9. In his affidavit, Mr. Brooks again says that he saw the petitioner and spoke to him on a number of occasions before the trial, though for rather shorter periods than those which he appears to have given in the interview last August.  He says twice that the petitioner told him that he had “participated in the crime to the fullest extent” and that he had volunteered his statement to the police.  In other words, he had made a confession of guilt.  Despite numerous questions from Mr. Brooks, he said nothing to cast doubt upon the voluntariness of the statement or the identification parade he had attended, nor had he suggested any witnesses to be called on his behalf.  This, said Mr.
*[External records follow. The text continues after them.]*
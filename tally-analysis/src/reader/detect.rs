//! Delimiter and encoding detection, header extraction, and the cheap
//! row-count estimate.

use std::fs::File;
use std::io::Read;
use std::path::{Path, PathBuf};

use tally_core::constants::{DELIMITER_CANDIDATES, ESTIMATE_SIZE_CAP, SNIFF_BYTES};
use tally_core::errors::ReadError;

use super::stream;

/// Input text encoding. UTF-8 is tried first; Latin-1 never fails, so
/// it is the fallback when the sniffed head contains invalid UTF-8.
#[derive(Debug, Clone, Copy, PartialEq, Eq)]
pub enum TextEncoding {
    Utf8,
    Latin1,
}

/// Everything the engine needs to read a file, established once per
/// side at the start of a run.
#[derive(Debug, Clone)]
pub struct FileProfile {
    pub path: PathBuf,
    pub delimiter: u8,
    pub encoding: TextEncoding,
    pub header: Vec<String>,
    pub byte_size: u64,
    /// Data rows (header excluded). Estimated for small files, exact
    /// (linear newline scan) above the size cap.
    pub row_count_estimate: u64,
    /// True when `row_count_estimate` came from the byte-length
    /// heuristic rather than a scan.
    pub estimated: bool,
}

impl FileProfile {
    /// Detect delimiter and encoding from the first 64 KiB, extract the
    /// header, and estimate the row count.
    pub fn detect(path: &Path) -> Result<Self, ReadError> {
        let mut file = File::open(path).map_err(|e| ReadError::io(path, e))?;
        let byte_size = file
            .metadata()
            .map_err(|e| ReadError::io(path, e))?
            .len();

        let mut head = vec![0u8; SNIFF_BYTES];
        let mut filled = 0;
        loop {
            let n = file
                .read(&mut head[filled..])
                .map_err(|e| ReadError::io(path, e))?;
            if n == 0 {
                break;
            }
            filled += n;
            if filled == head.len() {
                break;
            }
        }
        head.truncate(filled);

        if head.is_empty() {
            return Err(ReadError::SchemaEmpty {
                path: path.display().to_string(),
            });
        }

        let encoding = if std::str::from_utf8(&head).is_ok() {
            TextEncoding::Utf8
        } else {
            TextEncoding::Latin1
        };
        let text = decode(&head, encoding);

        // Only complete lines vote on the delimiter; a line cut off by
        // the sniff window would skew field counts.
        let mut lines: Vec<&str> = text.lines().collect();
        if !text.ends_with('\n') && lines.len() > 1 {
            lines.pop();
        }
        if lines.is_empty() || lines[0].trim().is_empty() {
            return Err(ReadError::SchemaEmpty {
                path: path.display().to_string(),
            });
        }

        let delimiter = detect_delimiter(&lines);
        let header = parse_header(lines[0], delimiter);
        if header.is_empty() || header.iter().all(|h| h.trim().is_empty()) {
            return Err(ReadError::SchemaEmpty {
                path: path.display().to_string(),
            });
        }

        let (row_count_estimate, estimated) =
            estimate_rows(path, byte_size, &lines, filled as u64)?;

        Ok(Self {
            path: path.to_path_buf(),
            delimiter,
            encoding,
            header,
            byte_size,
            row_count_estimate,
            estimated,
        })
    }

    /// Index of a header column, by exact name.
    pub fn column_index(&self, name: &str) -> Option<usize> {
        self.header.iter().position(|h| h == name)
    }

    /// Indices for a set of columns; `None` if any is missing.
    pub fn column_indices(&self, names: &[String]) -> Option<Vec<usize>> {
        names.iter().map(|n| self.column_index(n)).collect()
    }
}

/// Score each candidate by how consistently it splits the sniffed
/// lines into more than one field. Ties break in candidate order.
fn detect_delimiter(lines: &[&str]) -> u8 {
    let mut best = DELIMITER_CANDIDATES[0];
    let mut best_score = 0u64;

    for &cand in &DELIMITER_CANDIDATES {
        let counts: Vec<usize> = lines
            .iter()
            .map(|line| field_count(line, cand))
            .collect();
        let first = counts[0];
        if first < 2 {
            continue;
        }
        let consistent = counts.iter().filter(|&&c| c == first).count();
        // All-lines-consistent dominates; wider rows win among equals.
        let score = (consistent as u64) * 1000 + first as u64;
        if score > best_score {
            best_score = score;
            best = cand;
        }
    }
    best
}

/// Fields a line would split into, respecting double quotes.
fn field_count(line: &str, delimiter: u8) -> usize {
    let mut count = 1;
    let mut in_quotes = false;
    for b in line.bytes() {
        match b {
            b'"' => in_quotes = !in_quotes,
            b if b == delimiter && !in_quotes => count += 1,
            _ => {}
        }
    }
    count
}

fn parse_header(line: &str, delimiter: u8) -> Vec<String> {
    let mut rdr = csv::ReaderBuilder::new()
        .delimiter(delimiter)
        .has_headers(false)
        .from_reader(line.as_bytes());
    match rdr.records().next() {
        Some(Ok(record)) => record.iter().map(|f| f.trim().to_string()).collect(),
        _ => Vec::new(),
    }
}

/// Below the size cap, bytes / average sniffed line length is good
/// enough. Above it a linear scan is mandatory before any sampling
/// decision, so do it now.
fn estimate_rows(
    path: &Path,
    byte_size: u64,
    lines: &[&str],
    sniffed_bytes: u64,
) -> Result<(u64, bool), ReadError> {
    if byte_size > ESTIMATE_SIZE_CAP {
        return Ok((stream::count_lines(path)?.saturating_sub(1), false));
    }
    if byte_size <= sniffed_bytes {
        // Whole file fit in the sniff window: the line count is exact.
        return Ok((lines.len().saturating_sub(1) as u64, false));
    }
    let avg_line = sniffed_bytes.max(1) / lines.len().max(1) as u64;
    let estimate = (byte_size / avg_line.max(1)).saturating_sub(1);
    Ok((estimate, true))
}

pub(super) fn decode(bytes: &[u8], encoding: TextEncoding) -> String {
    match encoding {
        TextEncoding::Utf8 => String::from_utf8_lossy(bytes).into_owned(),
        TextEncoding::Latin1 => {
            let (text, _, _) = encoding_rs::WINDOWS_1252.decode(bytes);
            text.into_owned()
        }
    }
}

#[cfg(test)]
mod tests {
    use super::*;
    use std::io::Write;

    fn write_file(dir: &tempfile::TempDir, name: &str, content: &[u8]) -> PathBuf {
        let path = dir.path().join(name);
        let mut f = File::create(&path).unwrap();
        f.write_all(content).unwrap();
        path
    }

    #[test]
    fn detects_comma_and_header() {
        let dir = tempfile::tempdir().unwrap();
        let path = write_file(&dir, "a.csv", b"id,name\n1,a\n2,b\n");
        let p = FileProfile::detect(&path).unwrap();
        assert_eq!(p.delimiter, b',');
        assert_eq!(p.encoding, TextEncoding::Utf8);
        assert_eq!(p.header, vec!["id", "name"]);
        assert_eq!(p.row_count_estimate, 2);
        assert!(!p.estimated);
    }

    #[test]
    fn detects_tab_and_pipe() {
        let dir = tempfile::tempdir().unwrap();
        let tab = write_file(&dir, "t.tsv", b"id\tname\n1\ta\n");
        assert_eq!(FileProfile::detect(&tab).unwrap().delimiter, b'\t');
        let pipe = write_file(&dir, "p.csv", b"id|name\n1|a\n");
        assert_eq!(FileProfile::detect(&pipe).unwrap().delimiter, b'|');
    }

    #[test]
    fn comma_wins_ties_in_candidate_order() {
        let dir = tempfile::tempdir().unwrap();
        // Both comma and semicolon split every line into two fields.
        let path = write_file(&dir, "tie.csv", b"a;x,b\n1;2,3\n");
        assert_eq!(FileProfile::detect(&path).unwrap().delimiter, b',');
    }

    #[test]
    fn quoted_delimiters_do_not_vote() {
        let dir = tempfile::tempdir().unwrap();
        let path = write_file(&dir, "q.csv", b"id,note\n1,\"a,b,c\"\n2,\"d,e\"\n");
        let p = FileProfile::detect(&path).unwrap();
        assert_eq!(p.delimiter, b',');
        assert_eq!(p.header.len(), 2);
    }

    #[test]
    fn latin1_fallback() {
        let dir = tempfile::tempdir().unwrap();
        // 0xE9 is 'é' in Latin-1 and invalid UTF-8.
        let path = write_file(&dir, "l.csv", b"id,caf\xe9\n1,x\n");
        let p = FileProfile::detect(&path).unwrap();
        assert_eq!(p.encoding, TextEncoding::Latin1);
        assert_eq!(p.header[1], "café");
    }

    #[test]
    fn empty_file_is_schema_empty() {
        let dir = tempfile::tempdir().unwrap();
        let path = write_file(&dir, "e.csv", b"");
        assert!(matches!(
            FileProfile::detect(&path),
            Err(ReadError::SchemaEmpty { .. })
        ));
    }

    #[test]
    fn missing_file_is_file_not_found() {
        assert!(matches!(
            FileProfile::detect(Path::new("/nonexistent/x.csv")),
            Err(ReadError::FileNotFound { .. })
        ));
    }
}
Brooks, left him with no choice in the conduct of  the defence.  He had discussed the case together with the co-accused and his attorney and both accused had decided that in view of the fact that each was blaming the other, neither would give evidence.  Finally, he says that the petitioner told him that he had “contrived a story” and wanted to go into the witness box to give it, but he told him this would be ill-advised and the petitioner accepted the advice.

 

10. Their Lordships have set out the evidence at some length in order to indicate the matters which seem to them to call for investigation.  They are very conscious of the ease with which it is possible for condemned prisoners, as a last resort, to invent allegations of refusal to accept instructions or incompetence on the part of counsel who defended them or conducted their appeals.  It is also, for practical reasons, not possible for their Lordships to investigate such allegations and the only course open to them is either to dismiss the petition or to refer the matter back to the Court of Appeal for investigation.  Their Lordships wish to make it clear that the fact that such allegations are made and persisted in, despite denial by the counsel involved, does not amount to a reason for referring the matter to the Court of Appeal.  Ordinarily, their Lordships will not be inclined even to entertain such allegations when they are raised for the first time before the Board and in those cases in which they think it appropriate that counsel should be asked to respond to the allegations, they will accept his explanation.  They therefore think that the petitioner’s solicitors were right, in the light of the explanations given by Mr. Brooks last August, not to pursue the matter.

 

11. In this case, however, there are two reasons why they find it difficult to dispose of the matter on this basis.  The first is the apparent absence of any documentation concerning the instructions which Mr. Brooks obtained from his client.  They are bound to say that they are surprised that in a capital case no witness statement was taken from the petitioner or other memorandum made of his instructions.  In view of the prevalence of allegations such as those now made, they think that defending counsel should as a matter of course make and preserve a written record of the instructions he receives.  If this appeal serves no other purpose, it should remind counsel of the absolute necessity of protecting themselves from such allegations in the future.  The second is the new matter introduced by Mr. Brooks in his affidavit which is to some extent different from the record of the interview with the petitioner’s London solicitors.  In particular, their Lordships are concerned at the disclosure that the petitioner made a full confession to Mr. Brooks, which must have put Mr. Brooks in a gravely embarrassing position in the conduct of the defence.  It seems to their Lordships that it is possible to argue that in the circumstances Mr. Brooks should have advised his client that his position was compromised and that he should be represented by someone else.

 

12. It may well be that all these matters are capable of satisfactory explanation but in view of the fact that this is a capital case, their Lordships feel unable to say that there is nothing which calls for further inquiry.  For this reason, they made the order which they did.  But they wish to emphasise that they regard the case as exceptional and not to be taken as encouragement for allegations against counsel to be raised for the first time before the Board.